Klatt P, Schmidt K, Brunner F, Mayer B
Institut für Pharmakologie und Toxikologie, Karl-Franzens-Universität Graz, Austria.
J Biol Chem. 1994 Jan 21;269(3):1674-80.
Nitric oxide (NO) is synthesized from L-arginine by different NO synthase isozymes, which are inhibited by the substrate analogs NG-methyl- and NG-nitro-L-arginine. We studied binding of 3H-labeled NG-nitro-L-arginine to purified brain NO synthase and compared the data with results obtained in enzyme kinetic experiments. Binding data revealed a single binding site for NG-nitro-L-[3H]arginine (KD = 0.17 microM). Binding was competitively antagonized by L-arginine (KI = 2.9 microM). The half-time of dissociation was remarkably slow (9.4 min) and closely correlated with the time necessary for surmounting NO synthase inhibition by dilution. Although an apparently less potent inhibitor, NG-methyl-L-arginine exhibited the same affinity for brain NO synthase as the nitro derivative (KI = 0.17 microM), and in initial rate experiments, almost equal KI values were obtained for NG-methyl-L-arginine (0.61 microM) and NG-nitro-L-arginine (0.53 microM). However, after prolonged incubation periods, NG-nitro-L-arginine induced a rapid inactivation of the enzyme, whereas the methyl derivative turned out to be a substrate of NO synthase, which was slowly converted into stoichiometric amounts of NO and L-citrulline.

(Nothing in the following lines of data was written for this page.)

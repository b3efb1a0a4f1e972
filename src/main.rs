use std::io::IsTerminal;
use std::process::ExitCode;

use anyhow::{Context, Result};
use clap::{CommandFactory, Parser, Subcommand};

use cents::cli::{handle_history_command, handle_transaction_command, TransactionCommands};
use cents::config::{CentsPaths, Settings};
use cents::display::DisplayOptions;
use cents::storage::Storage;
use cents::CentsError;

#[derive(Parser)]
#[command(
    name = "cents",
    version,
    about = "Cents, a CLI for managing your finances.",
    long_about = "Cents records income and expenses in a plain CSV ledger under \
                  your home directory (or $CENTS_HOME) and lets you list, edit \
                  and delete them from the command line."
)]
struct Cli {
    /// Disable colored output
    #[arg(
        long,
        global = true,
        env = "NO_COLOR",
        value_parser = clap::builder::FalseyValueParser::new()
    )]
    no_color: bool,

    #[command(subcommand)]
    command: Option<Commands>,
}

#[derive(Subcommand)]
enum Commands {
    #[command(flatten)]
    Ledger(TransactionCommands),

    /// Show recent changes to the ledger
    History {
        /// Number of entries to show
        #[arg(short, long, default_value = "10")]
        limit: usize,
    },

    /// Show current configuration and paths
    Config,
}

fn main() -> ExitCode {
    match run() {
        Ok(()) => ExitCode::SUCCESS,
        Err(err) => {
            eprintln!("Error: {:#}", err);
            let code = err
                .downcast_ref::<CentsError>()
                .map(CentsError::exit_code)
                .unwrap_or(1);
            ExitCode::from(code)
        }
    }
}

fn run() -> Result<()> {
    let cli = Cli::parse();

    let paths = CentsPaths::new().context("Failed to resolve the cents directory")?;
    let settings = Settings::load_or_create(&paths)?;

    let storage = Storage::new(paths.clone())?.with_audit(settings.audit_enabled);

    let color = !cli.no_color && std::io::stdout().is_terminal();
    let display = DisplayOptions::from_settings(&settings, color);

    match cli.command {
        Some(Commands::Ledger(cmd)) => {
            handle_transaction_command(&storage, &settings, &display, cmd)?;
        }
        Some(Commands::History { limit }) => {
            handle_history_command(&storage, limit)?;
        }
        Some(Commands::Config) => {
            println!("Cents Configuration");
            println!("===================");
            println!("Base directory: {}", paths.base_dir().display());
            println!("Ledger file:    {}", paths.transactions_file().display());
            println!("Settings file:  {}", paths.settings_file().display());
            println!("Audit log:      {}", paths.audit_log().display());
            println!();
            println!("Settings:");
            println!("  Default type:    {}", settings.default_type);
            println!("  Currency symbol: {}", settings.currency_symbol);
            println!("  Date format:     {}", settings.date_format);
            println!("  Color:           {}", settings.color);
            println!("  Audit log:       {}", settings.audit_enabled);
        }
        None => {
            println!("Cents, a CLI for managing your finances.");
            if storage.ensure_initialized()? {
                println!(
                    "Created an empty ledger at {}",
                    storage.transactions.path().display()
                );
            }
            println!();
            Cli::command().print_help()?;
        }
    }

    Ok(())
}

一氧化氮(NO)由不同的一氧化氮合酶同工酶从L-精氨酸合成,这些同工酶被底物类似物NG-甲基-L-精氨酸和NG-硝基-L-精氨酸抑制。我们研究了3H标记的NG-硝基-L-精氨酸与纯化的脑一氧化氮合酶的结合,并将数据与酶动力学实验结果进行了比较。结合数据显示NG-硝基-L-[3H]精氨酸有一个单一结合位点(KD = 0.17微摩尔)。L-精氨酸竞争性拮抗结合(KI = 2.9微摩尔)。解离半衰期非常缓慢(9.4分钟),且与通过稀释克服一氧化氮合酶抑制所需的时间密切相关。尽管NG-甲基-L-精氨酸作为抑制剂的效力明显较低,但它对脑一氧化氮合酶的亲和力与硝基衍生物相同(KI = 0.17微摩尔),并且在初始速率实验中,NG-甲基-L-精氨酸(0.61微摩尔)和NG-硝基-L-精氨酸(0.53微摩尔)的KI值几乎相等。然而,长时间孵育后,NG-硝基-L-精氨酸会导致该酶快速失活,而甲基衍生物却是一氧化氮合酶的底物,它会缓慢转化为化学计量的NO和L-瓜氨酸。